Lula’s enduring appeal stems in part from the economic boom he oversaw
during his term as President, when thirty million people in Brazil were
lifted out of extreme poverty. At the time, many Brazilians allowed
themselves to dream that the country might finally see widespread
prosperity. And working-class Brazilians identified with his biography:
he was the first President of Brazil to grow up poor. Instead of
attending school, he sold peanuts and shined shoes. At fourteen, he got
a job at an auto-parts factory in São Paulo, where he lost his left
pinky in a machine. He gained national fame in the seventies when, as a
young union leader, he called for the first major workers strikes in
defiance of the military dictatorship. He never lost his lisp, even
after being elected to Congress in the eighties. To the country’s
workers, he was more like them than any politician they had seen
before—a squat man who drank cachaça.
Lula ran for President three times before winning the 2002 election. In
his campaigns, he promised to fight the corruption that helped keep
Brazil’s élites rich and its workers poor. Once in office, however, he
decided not to confront the old system head on. To pass his progressive
agenda, he decided to work within the system, building alliances with
old-school politicians who, even if they had once supported the
business-friendly dictatorship, put patronage over ideology. In the
venerable Brazilian tradition, Lula’s Workers’ Party dangled government contracts to win campaign
donations from wealthy families, and not every donation was declared to
the authorities. With these trade-offs, Lula lived up to an old
Brazilian saying, “rouba mas faz”—“he steals, but he gets things
done.”
One thing that every Brazilian knows is that while Lula is the country’s
first President to be convicted of corruption, he is almost certainly
not the first to have committed it. The difference is that, in the past,
Brazilian politicians could quash any investigation that threatened
them. The irony of Lula’s downfall is that, while his Administration was
siphoning billions of dollars from public coffers, it was also allowing
an independent judiciary to flourish. That independence led to the
investigation—Operation Car Wash—that would eventually ensnare him.

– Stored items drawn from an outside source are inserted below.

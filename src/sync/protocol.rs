// Protocol - Message types for node-to-node communication
//
// Defines the wire format for all messages exchanged between nodes:
// - NewEntry: Push-based entry propagation
// - RegisterPeer/PeerList/PeerAnnouncement/SyncPeers: Peer discovery
// - ChainRequest/ChainResponse: Pull-based full-chain transfer
// - SubmitDocument/FindDocument/Resolve/Ping: Operations for local clients

use crate::ledger::{DocumentRecord, Entry, EntryHash};
use crate::transport::PeerAddress;
use serde::{Deserialize, Serialize};
use thiserror::Error;

/// Types of messages in the protocol
#[derive(Clone, Copy, Debug, PartialEq, Eq, Serialize, Deserialize)]
pub enum MessageType {
    NewEntry,
    RegisterPeer,
    PeerList,
    PeerAnnouncement,
    SyncPeers,
    ChainRequest,
    ChainResponse,
    SubmitDocument,
    EntryAppended,
    FindDocument,
    DocumentMatch,
    Resolve,
    Resolved,
    Ping,
    Pong,
    Rejected,
}

/// Protocol errors
#[derive(Error, Debug)]
pub enum ProtocolError {
    #[error("Serialization failed: {0}")]
    SerializationFailed(String),

    #[error("Deserialization failed: {0}")]
    DeserializationFailed(String),
}

/// How a client looks a document up
#[derive(Clone, Debug, PartialEq, Eq, Serialize, Deserialize)]
pub enum DocumentQuery {
    /// Match on the document id
    ById(String),
    /// Match on the SHA-256 hex of the file content
    ByContentHash(String),
}

impl DocumentQuery {
    /// Check if a record satisfies this query
    pub fn matches(&self, record: &DocumentRecord) -> bool {
        match self {
            DocumentQuery::ById(id) => &record.document_id == id,
            DocumentQuery::ByContentHash(hash) => &record.document_hash == hash,
        }
    }
}

/// A node's self-description, answered to `Ping`
#[derive(Clone, Debug, PartialEq, Eq, Serialize, Deserialize)]
pub struct NodeStatus {
    pub node_name: String,
    pub address: PeerAddress,
    pub chain_length: u64,
    pub tip_hash: EntryHash,
    pub peers: Vec<PeerAddress>,
    /// Milliseconds since the unix epoch when the status was taken
    pub timestamp: i64,
}

/// Wrapper for all message types
#[derive(Clone, Debug, Serialize, Deserialize)]
pub enum Message {
    /// A freshly appended entry, pushed without acknowledgement
    NewEntry(Entry),
    /// "Add me"; answered with `PeerList`
    RegisterPeer(PeerAddress),
    /// Full registry snapshot
    PeerList(Vec<PeerAddress>),
    /// Lightweight "this peer exists" notice; no reply
    PeerAnnouncement(PeerAddress),
    /// Merge these addresses; answered with `PeerList`
    SyncPeers(Vec<PeerAddress>),
    /// Ask for the complete chain; answered with `ChainResponse`
    ChainRequest,
    /// The responder's complete chain, in order
    ChainResponse(Vec<Entry>),
    /// Attest a document; answered with `EntryAppended` or `Rejected`
    SubmitDocument(DocumentRecord),
    EntryAppended(Entry),
    /// Look a document up; answered with `DocumentMatch`
    FindDocument(DocumentQuery),
    DocumentMatch(Option<Entry>),
    /// Run conflict resolution now; answered with `Resolved`
    Resolve,
    Resolved(bool),
    /// Liveness check; answered with `Pong`
    Ping,
    Pong(NodeStatus),
    /// A request could not be served
    Rejected(String),
}

impl Message {
    /// Get the message type
    pub fn message_type(&self) -> MessageType {
        match self {
            Message::NewEntry(_) => MessageType::NewEntry,
            Message::RegisterPeer(_) => MessageType::RegisterPeer,
            Message::PeerList(_) => MessageType::PeerList,
            Message::PeerAnnouncement(_) => MessageType::PeerAnnouncement,
            Message::SyncPeers(_) => MessageType::SyncPeers,
            Message::ChainRequest => MessageType::ChainRequest,
            Message::ChainResponse(_) => MessageType::ChainResponse,
            Message::SubmitDocument(_) => MessageType::SubmitDocument,
            Message::EntryAppended(_) => MessageType::EntryAppended,
            Message::FindDocument(_) => MessageType::FindDocument,
            Message::DocumentMatch(_) => MessageType::DocumentMatch,
            Message::Resolve => MessageType::Resolve,
            Message::Resolved(_) => MessageType::Resolved,
            Message::Ping => MessageType::Ping,
            Message::Pong(_) => MessageType::Pong,
            Message::Rejected(_) => MessageType::Rejected,
        }
    }

    /// Check if the sender waits for a reply
    pub fn expects_reply(&self) -> bool {
        matches!(
            self,
            Message::RegisterPeer(_)
                | Message::SyncPeers(_)
                | Message::ChainRequest
                | Message::SubmitDocument(_)
                | Message::FindDocument(_)
                | Message::Resolve
                | Message::Ping
        )
    }

    /// Serialize to bytes
    pub fn to_bytes(&self) -> Result<Vec<u8>, ProtocolError> {
        postcard::to_allocvec(self).map_err(|e| ProtocolError::SerializationFailed(e.to_string()))
    }

    /// Deserialize from bytes
    pub fn from_bytes(bytes: &[u8]) -> Result<Self, ProtocolError> {
        postcard::from_bytes(bytes).map_err(|e| ProtocolError::DeserializationFailed(e.to_string()))
    }
}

There were many in Brazil who celebrated Lula’s conviction. They
believed him to be uniquely corrupt, and blamed the Workers’ Party for
the country’s current economic ills. His supporters, however, were not
shy in expressing their dismay. Union leaders and left-wing politicians
called for protests against what they consider to be a political
persecution, part of a right-wing conspiracy to bury Lula’s chances of
returning to the Presidency. “This is not democracy,” Lindbergh Farias,
a senator from the Workers’ Party, declared in a video on his Facebook
page.
The problem with this theory is that Operation Car Wash has also
targeted right-wing politicians. The current President, Michel Temer, who helped to orchestrate the impeachment of Lula’s successor, Dilma
Rousseff, is one of several top conservative figures facing charges of
corruption. (He has denied the charges). In fact, powerful politicians
on both the right and the left have begun to quietly unite against
Operation Car Wash. Behind the scenes, the Workers’ Party has reportedly
worked with Temer’s party toward two common goals: amnesty for
politicians who took undeclared campaign donations, and restrictions on
the power of prosecutors. Last month, Lula even defended Temer publicly,
accusing the country’s prosecutor general of “pyrotechnics” and saying
that he should be punished if his allegations are disproved.
In his ruling, Moro cited the seventeenth-century English writer Thomas
Fuller: “Be you never so high, the law is above you.” This is a very new
concept in Brazil. In recent weeks, Temer has made drastic cuts to the
federal police budget, and the main task force behind Operation Car Wash
was shut down—even though ninety-five per cent of Brazilians want the
investigation to keep going. This is a contest that defies ideological
categories, pitting most of the political class against the public. Lula
helped millions of the country’s poor, but to side with him now would
risk undermining the fight against impunity.